Add to this Anna’s anxiety about her own ability to perform and her struggles to help her aging parents, and it’s easy to see why she seems on the verge of a breakdown. But she works hard to hold her life together and to keep Alexander on track; then a shocking turn of events changes things for everyone. Through it all, Hoss holds viewers’ attention with her subtle, utterly realistic performance — her Anna is complex, complicated, and fully rounded.
The Audition marks Weisse and co-screenwriter Daphne Charizani’s second collaboration (their first was 2008’s The Architect), and it’s a clear demonstration of both of their talents. The music that infuses the lives of Anna, Alexander, and the other characters guides the rhythm of their scenes and speaks when their characters are silent, ultimately creating a symphony of conflict, emotion, and release. — Betsy Bozdech
Team #MOTW’s comments:
Nikki Baughan: The magnificent Nina Hoss (A Most Wanted Man, My Little Sister) puts in another pitch-perfect performance at the centre of Ina Weisse’s taut, slow-burn drama. Her music teacher Anna is poised and meticulous, with a loving family but, as she invests herself in a promising new student, the cracks begin to show both at home and at work. The screenplay, co-written by Weisse and Daphne Charizani, is a masterful composition of domestic tension, a coiled spring of repressed emotion and things left unsaid. During the first half, the performances keep us absorbed and then, as the pack quickens, we are pulled along in the wake of Anna’s increasingly frantic energy, as she tries to stop her life from unravelling. It’s thanks to Hoss’s subtle portrayal of this desperate woman — her fractured relationship with her son, her barely concealed contempt for her colleagues all seething underneath the surface – and Weisse’s light-touch direction that the film doesn’t reveal itself in its entirety until its closing scenes.
Susan Wloszczyna: The real conflict on screen exists inside of German actress Nina Hoss as the high-strung Anna. The Audition would be played in a minor key if it weren’t for Hoss’s well-modulated emotional outbursts and physical reactions. There is plenty of Bach to be heard on the soundtrack but film’s female star is the one who keeps everything in tune. Read full review.

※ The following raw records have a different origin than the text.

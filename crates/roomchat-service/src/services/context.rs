//! Service context - dependency container for services
//!
//! Holds the repositories, the token service, the id generator and the broadcaster.

use std::sync::Arc;

use roomchat_common::auth::JwtService;
use roomchat_core::traits::{IdentityRepository, MessageRepository, RoomRepository};
use roomchat_core::{Snowflake, SnowflakeGenerator};
use roomchat_pubsub::Broadcaster;

/// Default upper bound on message body length, in characters
pub const DEFAULT_MAX_MESSAGE_LENGTH: usize = 4000;

/// Service context containing all dependencies
#[derive(Clone)]
pub struct ServiceContext {
    // Repositories
    identity_repo: Arc<dyn IdentityRepository>,
    room_repo: Arc<dyn RoomRepository>,
    message_repo: Arc<dyn MessageRepository>,

    // Broadcast groups
    broadcaster: Broadcaster,

    // Services
    jwt_service: Arc<JwtService>,
    snowflake_generator: Arc<SnowflakeGenerator>,

    max_message_length: usize,
}

impl ServiceContext {
    /// Create a new service context with all dependencies
    pub fn new(
        identity_repo: Arc<dyn IdentityRepository>,
        room_repo: Arc<dyn RoomRepository>,
        message_repo: Arc<dyn MessageRepository>,
        broadcaster: Broadcaster,
        jwt_service: Arc<JwtService>,
        snowflake_generator: Arc<SnowflakeGenerator>,
    ) -> Self {
        Self {
            identity_repo,
            room_repo,
            message_repo,
            broadcaster,
            jwt_service,
            snowflake_generator,
            max_message_length: DEFAULT_MAX_MESSAGE_LENGTH,
        }
    }

    // === Repositories ===

    /// Get the identity repository
    pub fn identity_repo(&self) -> &dyn IdentityRepository {
        self.identity_repo.as_ref()
    }

    /// Get the room repository
    pub fn room_repo(&self) -> &dyn RoomRepository {
        self.room_repo.as_ref()
    }

    /// Get the message repository
    pub fn message_repo(&self) -> &dyn MessageRepository {
        self.message_repo.as_ref()
    }

    // === Broadcast ===

    /// Get the broadcaster for room and lobby groups
    pub fn broadcaster(&self) -> &Broadcaster {
        &self.broadcaster
    }

    // === Services ===

    /// Get the JWT service
    pub fn jwt_service(&self) -> &JwtService {
        self.jwt_service.as_ref()
    }

    /// Generate a new Snowflake ID
    pub fn generate_id(&self) -> Snowflake {
        self.snowflake_generator.generate()
    }

    /// Longest accepted message body, in characters
    pub fn max_message_length(&self) -> usize {
        self.max_message_length
    }
}

impl std::fmt::Debug for ServiceContext {
    fn fmt(&self, f: &mut std::fmt::Formatter<'_>) -> std::fmt::Result {
        f.debug_struct("ServiceContext")
            .field("repositories", &"...")
            .field("broadcaster", &self.broadcaster)
            .field("max_message_length", &self.max_message_length)
            .finish_non_exhaustive()
    }
}

/// Builder for creating ServiceContext with custom configuration
#[derive(Default)]
pub struct ServiceContextBuilder {
    identity_repo: Option<Arc<dyn IdentityRepository>>,
    room_repo: Option<Arc<dyn RoomRepository>>,
    message_repo: Option<Arc<dyn MessageRepository>>,
    broadcaster: Option<Broadcaster>,
    jwt_service: Option<Arc<JwtService>>,
    snowflake_generator: Option<Arc<SnowflakeGenerator>>,
    max_message_length: Option<usize>,
}

impl ServiceContextBuilder {
    pub fn new() -> Self {
        Self::default()
    }

    pub fn identity_repo(mut self, repo: Arc<dyn IdentityRepository>) -> Self {
        self.identity_repo = Some(repo);
        self
    }

    pub fn room_repo(mut self, repo: Arc<dyn RoomRepository>) -> Self {
        self.room_repo = Some(repo);
        self
    }

    pub fn message_repo(mut self, repo: Arc<dyn MessageRepository>) -> Self {
        self.message_repo = Some(repo);
        self
    }

    pub fn broadcaster(mut self, broadcaster: Broadcaster) -> Self {
        self.broadcaster = Some(broadcaster);
        self
    }

    pub fn jwt_service(mut self, service: Arc<JwtService>) -> Self {
        self.jwt_service = Some(service);
        self
    }

    pub fn snowflake_generator(mut self, generator: Arc<SnowflakeGenerator>) -> Self {
        self.snowflake_generator = Some(generator);
        self
    }

    pub fn max_message_length(mut self, max: usize) -> Self {
        self.max_message_length = Some(max);
        self
    }

    /// Build the ServiceContext
    ///
    /// # Errors
    /// Returns `ServiceError::Validation` if any required dependency is missing
    pub fn build(self) -> super::error::ServiceResult<ServiceContext> {
        use super::error::ServiceError;

        let mut ctx = ServiceContext::new(
            self.identity_repo
                .ok_or_else(|| ServiceError::validation("identity_repo is required"))?,
            self.room_repo
                .ok_or_else(|| ServiceError::validation("room_repo is required"))?,
            self.message_repo
                .ok_or_else(|| ServiceError::validation("message_repo is required"))?,
            self.broadcaster
                .ok_or_else(|| ServiceError::validation("broadcaster is required"))?,
            self.jwt_service
                .ok_or_else(|| ServiceError::validation("jwt_service is required"))?,
            self.snowflake_generator
                .ok_or_else(|| ServiceError::validation("snowflake_generator is required"))?,
        );
        if let Some(max) = self.max_message_length {
            ctx.max_message_length = max;
        }
        Ok(ctx)
    }
}
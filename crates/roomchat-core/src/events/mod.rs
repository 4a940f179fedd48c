//! Events fanned out to broadcast group subscribers

mod room_event;

pub use room_event::{iso_timestamp, MessagePayload, RoomCreatedPayload, RoomEvent};
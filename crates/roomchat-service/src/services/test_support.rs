//! Hermetic service context over in-memory repositories

use std::sync::Arc;

use roomchat_common::JwtService;
use roomchat_core::{Identity, Role, SnowflakeGenerator};
use roomchat_db::{MemoryIdentityRepository, MemoryMessageRepository, MemoryRoomRepository};
use roomchat_pubsub::{BroadcastHub, Broadcaster};

use super::context::{ServiceContext, ServiceContextBuilder};

pub(crate) const TEST_SECRET: &str = "test-secret-key-that-is-long-enough-for-hs256";

pub(crate) struct TestContext {
    pub ctx: ServiceContext,
    pub identities: Arc<MemoryIdentityRepository>,
    pub rooms: Arc<MemoryRoomRepository>,
    pub messages: Arc<MemoryMessageRepository>,
}

impl TestContext {
    pub fn new() -> Self {
        Self::with_max_message_length(4000)
    }

    pub fn with_max_message_length(max: usize) -> Self {
        let identities = Arc::new(MemoryIdentityRepository::new());
        let rooms = Arc::new(MemoryRoomRepository::new());
        let messages = Arc::new(MemoryMessageRepository::new());

        let ctx = ServiceContextBuilder::new()
            .identity_repo(identities.clone())
            .room_repo(rooms.clone())
            .message_repo(messages.clone())
            .broadcaster(Broadcaster::local(BroadcastHub::new(64)))
            .jwt_service(Arc::new(JwtService::new(TEST_SECRET, 3600)))
            .snowflake_generator(Arc::new(SnowflakeGenerator::new(1)))
            .max_message_length(max)
            .build()
            .unwrap();

        Self {
            ctx,
            identities,
            rooms,
            messages,
        }
    }

    pub async fn identity(&self, id: i64, username: &str) -> Identity {
        use roomchat_core::IdentityRepository;

        let identity = Identity::new(id, username, Role::Client);
        self.identities.upsert(&identity).await.unwrap();
        identity
    }
}
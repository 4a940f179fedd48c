//! Lobby feed
//!
//! Authenticated clients on `/ws/rooms` receive `room_created` notifications.
//! Inbound frames other than `ping` are ignored.

use std::sync::Arc;

use axum::extract::ws::Message;
use futures_util::{Sink, SinkExt, Stream, StreamExt};
use roomchat_core::GroupKey;
use roomchat_pubsub::RecvError;
use roomchat_service::ServiceContext;
use tokio::sync::watch;
use tracing::{debug, instrument, warn};

use crate::gatekeeper::{ConnectionContext, ConnectionIdentity};
use crate::protocol::{CloseCode, InboundFrame, OutboundFrame};
use crate::session::send_close;

/// Forward lobby events to one connection until it closes
#[instrument(skip_all, fields(connection_id = %connection.connection_id))]
pub async fn run_lobby<Tx, Rx>(
    ctx: Arc<ServiceContext>,
    connection: ConnectionContext,
    mut shutdown: watch::Receiver<bool>,
    mut sink: Tx,
    mut stream: Rx,
) where
    Tx: Sink<Message> + Unpin,
    Rx: Stream<Item = Result<Message, axum::Error>> + Unpin,
{
    if let ConnectionIdentity::Anonymous(failure) = &connection.identity {
        debug!(reason = failure.reason(), "Rejecting anonymous lobby connection");
        send_close(&mut sink, CloseCode::AuthenticationRequired).await;
        return;
    }

    let mut subscription = ctx.broadcaster().subscribe(&GroupKey::lobby());

    loop {
        tokio::select! {
            frame = stream.next() => match frame {
                Some(Ok(Message::Text(text))) => {
                    if matches!(InboundFrame::parse(&text), Ok(InboundFrame::Ping)) {
                        let Ok(pong) = OutboundFrame::Pong.to_json() else { continue };
                        if sink.send(Message::Text(pong)).await.is_err() {
                            break;
                        }
                    }
                }
                Some(Ok(Message::Close(_)) | Err(_)) | None => break,
                Some(Ok(_)) => {}
            },
            event = subscription.recv() => match event {
                Ok(payload) => {
                    if sink.send(Message::Text(payload.to_string())).await.is_err() {
                        break;
                    }
                }
                Err(RecvError::Lagged(skipped)) => warn!(skipped, "Lobby subscriber lagged"),
                Err(RecvError::Closed) => break,
            },
            Ok(()) = shutdown.changed() => {
                send_close(&mut sink, CloseCode::Normal).await;
                break;
            }
        }
    }

    debug!("Lobby connection closed");
}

Leslie Combemale: As violin teacher Anna, lead Nina Hoss expresses the weight of an oppressive, omnipresent frustration and self-judgment by the way she carries her body, risks a glance, or pauses in what she says. Constantly on edge, she is deeply unhappy, though she doesn’t have to be. In The Audition the music acts more as a metaphor for always having the potential to be better, and perhaps never being enough. One can listen to the beauty of the music, or one can listen for what is missing. Either can be discovered, and it is Anna’s plight to be trapped in a whirlwind of disappointment in life and in herself. Writer/director Ina Weisse in her partnership with consummate actress Hoss, has created a fascinating character study that captures a woman struggling against giving in to her worst impulses and opinions. Whether she is accurate in how she sees herself depends on each viewer’s perspective. Either way, the cinematic journey is dark and compelling.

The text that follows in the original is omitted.